* Source records:

------------------------------------

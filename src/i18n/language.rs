//! Language type: validated handle onto a registry entry.
//!
//! A `Language` can only be built from the registry, so holding one means the
//! tag is supported. Lookups key their translation tree off it.

use crate::i18n::{LanguageConfig, LanguageRegistry};
use anyhow::{bail, Result};
use std::fmt;

/// A validated language.
#[derive(Debug, Clone, Copy, PartialEq, Eq, Hash)]
pub struct Language {
    /// ISO 639-1 language code (e.g., "pl", "en")
    code: &'static str,
}

impl Language {
    /// Polish, the default and fallback language.
    pub const POLISH: Language = Language { code: "pl" };

    /// English, the alternate language.
    pub const ENGLISH: Language = Language { code: "en" };

    /// Create a Language from a language code string.
    ///
    /// # Returns
    /// * `Ok(Language)` if the code is registered
    /// * `Err` if the code is not found
    ///
    /// # Example
    /// ```ignore
    /// let english = Language::from_code("en")?;
    /// ```
    pub fn from_code(code: &str) -> Result<Language> {
        let registry = LanguageRegistry::get();

        match registry.get_by_code(code) {
            Some(config) => Ok(Language { code: config.code }),
            None => bail!("Unknown language code: '{}'", code),
        }
    }

    /// Get the canonical language: the initial active language and the
    /// tree every lookup falls back to.
    pub fn canonical() -> Language {
        let config = LanguageRegistry::get().canonical();
        Language { code: config.code }
    }

    /// Get the ISO 639-1 language code.
    pub fn code(&self) -> &'static str {
        self.code
    }

    /// Get the full language configuration from the registry.
    ///
    /// # Panics
    /// Panics if the language code is not found in the registry. This should
    /// never happen if the Language was constructed properly (via `from_code`
    /// or constants).
    pub fn config(&self) -> &'static LanguageConfig {
        LanguageRegistry::get()
            .get_by_code(self.code)
            .expect("Language code should always be valid")
    }

    /// Get the English name of the language.
    pub fn name(&self) -> &'static str {
        self.config().name
    }

    /// Get the native name of the language.
    pub fn native_name(&self) -> &'static str {
        self.config().native_name
    }

    /// Label for the language toggle while this language is active.
    pub fn toggle_label(&self) -> &'static str {
        self.config().toggle_label
    }

    /// Check if this is the canonical language.
    pub fn is_canonical(&self) -> bool {
        self.config().is_canonical
    }

    /// The language a toggle switches to: the next language in registry
    /// order, wrapping around.
    pub fn toggled(&self) -> Language {
        let languages = LanguageRegistry::get().list_all();
        let position = languages
            .iter()
            .position(|lang| lang.code == self.code)
            .unwrap_or(0);
        let next = languages[(position + 1) % languages.len()];
        Language { code: next.code }
    }
}

impl Default for Language {
    fn default() -> Self {
        Language::canonical()
    }
}

impl fmt::Display for Language {
    fn fmt(&self, f: &mut fmt::Formatter<'_>) -> fmt::Result {
        f.write_str(self.code)
    }
}

#[cfg(test)]
mod tests {
    use super::*;

    // ==================== Constant Tests ====================

    #[test]
    fn test_polish_constant() {
        let polish = Language::POLISH;
        assert_eq!(polish.code(), "pl");
        assert_eq!(polish.name(), "Polish");
        assert!(polish.is_canonical());
    }

    #[test]
    fn test_english_constant() {
        let english = Language::ENGLISH;
        assert_eq!(english.code(), "en");
        assert_eq!(english.name(), "English");
        assert!(!english.is_canonical());
    }

    // ==================== from_code Tests ====================

    #[test]
    fn test_from_code_matches_constants() {
        assert_eq!(Language::from_code("pl").unwrap(), Language::POLISH);
        assert_eq!(Language::from_code("en").unwrap(), Language::ENGLISH);
    }

    #[test]
    fn test_from_code_accepts_every_registered_language() {
        for config in LanguageRegistry::get().list_all() {
            let language = Language::from_code(config.code).expect("Registered code");
            assert_eq!(language.code(), config.code);
        }
    }

    #[test]
    fn test_from_code_invalid() {
        let result = Language::from_code("es");
        assert!(result.is_err());
        assert!(result.unwrap_err().to_string().contains("Unknown"));
    }

    #[test]
    fn test_from_code_is_case_sensitive() {
        assert!(Language::from_code("PL").is_err());
    }

    #[test]
    fn test_from_code_empty() {
        assert!(Language::from_code("").is_err());
    }

    // ==================== canonical / default Tests ====================

    #[test]
    fn test_canonical_returns_polish() {
        assert_eq!(Language::canonical(), Language::POLISH);
    }

    #[test]
    fn test_default_is_canonical() {
        assert_eq!(Language::default(), Language::canonical());
    }

    // ==================== Toggle Tests ====================

    #[test]
    fn test_toggled_swaps_languages() {
        assert_eq!(Language::POLISH.toggled(), Language::ENGLISH);
        assert_eq!(Language::ENGLISH.toggled(), Language::POLISH);
    }

    #[test]
    fn test_toggle_label_names_the_other_language() {
        assert_eq!(Language::POLISH.toggle_label(), "EN");
        assert_eq!(Language::ENGLISH.toggle_label(), "PL");
    }

    // ==================== Trait Tests ====================

    #[test]
    fn test_display_prints_code() {
        assert_eq!(Language::ENGLISH.to_string(), "en");
        assert_eq!(format!("{}", Language::POLISH), "pl");
    }

    #[test]
    fn test_native_name() {
        assert_eq!(Language::POLISH.native_name(), "Polski");
        assert_eq!(Language::ENGLISH.native_name(), "English");
    }
}
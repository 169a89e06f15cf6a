//! Process-wide active language.
//!
//! The value lives in a `tokio::sync::watch` channel so that UI code can
//! both read it synchronously and subscribe to changes. It starts out as the
//! canonical language and is never persisted.

use crate::i18n::Language;
use std::sync::OnceLock;
use tokio::sync::watch;
use tracing::info;

/// Global active-language channel (initialized lazily)
static ACTIVE: OnceLock<watch::Sender<Language>> = OnceLock::new();

fn sender() -> &'static watch::Sender<Language> {
    ACTIVE.get_or_init(|| watch::Sender::new(Language::canonical()))
}

/// Get the currently active language.
pub fn active_language() -> Language {
    *sender().borrow()
}

/// Make `language` the active language.
///
/// Later reads observe it immediately and subscribers are notified, even when
/// the value does not change.
pub fn set_active_language(language: Language) {
    let previous = sender().send_replace(language);
    if previous != language {
        info!("Active language changed: {} -> {}", previous, language);
    }
}

/// Switch to the other supported language and return it.
pub fn toggle_active_language() -> Language {
    let next = active_language().toggled();
    set_active_language(next);
    next
}

/// Subscribe to active-language changes.
///
/// The receiver starts with the current value marked as seen; use
/// `changed().await` to wait for the next `set_active_language`.
pub fn subscribe_language() -> watch::Receiver<Language> {
    sender().subscribe()
}

#[cfg(test)]
mod tests {
    use super::*;
    use serial_test::serial;

    #[test]
    #[serial]
    fn test_set_then_read() {
        set_active_language(Language::ENGLISH);
        assert_eq!(active_language(), Language::ENGLISH);

        set_active_language(Language::POLISH);
        assert_eq!(active_language(), Language::POLISH);
    }

    #[test]
    #[serial]
    fn test_toggle_alternates() {
        set_active_language(Language::POLISH);

        assert_eq!(toggle_active_language(), Language::ENGLISH);
        assert_eq!(active_language(), Language::ENGLISH);
        assert_eq!(toggle_active_language(), Language::POLISH);
        assert_eq!(active_language(), Language::POLISH);
    }

    #[test]
    #[serial]
    fn test_subscriber_sees_current_value() {
        set_active_language(Language::ENGLISH);
        let receiver = subscribe_language();

        assert_eq!(*receiver.borrow(), Language::ENGLISH);

        set_active_language(Language::canonical());
    }

    #[tokio::test]
    #[serial]
    async fn test_subscriber_notified_on_change() {
        set_active_language(Language::POLISH);
        let mut receiver = subscribe_language();

        set_active_language(Language::ENGLISH);

        receiver.changed().await.expect("Sender should stay alive");
        assert_eq!(*receiver.borrow_and_update(), Language::ENGLISH);

        set_active_language(Language::POLISH);
    }

    #[test]
    #[serial]
    fn test_set_without_subscribers_does_not_panic() {
        // send_replace works with zero receivers
        set_active_language(Language::ENGLISH);
        set_active_language(Language::POLISH);
        assert_eq!(active_language(), Language::POLISH);
    }
}
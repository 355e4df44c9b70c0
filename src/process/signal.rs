//! Termination signal delivery.

use crate::error::{Error, Result};
use std::fmt;

/// Signals the registry knows how to deliver.
#[derive(Debug, Clone, Copy, PartialEq, Eq, Default)]
pub enum TerminationSignal {
    /// SIGINT. What nodemon and node servers treat as "quit".
    #[default]
    Interrupt,
    /// SIGTERM.
    Terminate,
    /// SIGKILL.
    Kill,
}

impl fmt::Display for TerminationSignal {
    fn fmt(&self, f: &mut fmt::Formatter<'_>) -> fmt::Result {
        let name = match self {
            Self::Interrupt => "SIGINT",
            Self::Terminate => "SIGTERM",
            Self::Kill => "SIGKILL",
        };
        f.write_str(name)
    }
}

/// Sends a signal to a process ID.
///
/// Injected into the registry so delivery failures can be simulated.
pub trait Signaller: Send + Sync {
    /// Deliver `signal` to `pid`.
    fn send(&self, pid: u32, signal: TerminationSignal) -> Result<()>;
}

/// Delivers signals through the operating system.
#[derive(Debug, Default, Clone, Copy)]
pub struct OsSignaller;

#[cfg(unix)]
impl Signaller for OsSignaller {
    fn send(&self, pid: u32, signal: TerminationSignal) -> Result<()> {
        use nix::sys::signal::{self, Signal};
        use nix::unistd::Pid;

        let sig = match signal {
            TerminationSignal::Interrupt => Signal::SIGINT,
            TerminationSignal::Terminate => Signal::SIGTERM,
            TerminationSignal::Kill => Signal::SIGKILL,
        };
        signal::kill(Pid::from_raw(pid as i32), sig).map_err(|e| Error::SignalDelivery {
            pid,
            reason: e.to_string(),
        })
    }
}

#[cfg(not(unix))]
impl Signaller for OsSignaller {
    fn send(&self, pid: u32, _signal: TerminationSignal) -> Result<()> {
        Err(Error::SignalDelivery {
            pid,
            reason: "signals are only supported on unix".to_string(),
        })
    }
}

------------------------------------

* Exercise brief: Show, from the records above, every line that includes "Interrupt".

* Solution:
    Interrupt,
            Self::Interrupt => "SIGINT",
            TerminationSignal::Interrupt => Signal::SIGINT,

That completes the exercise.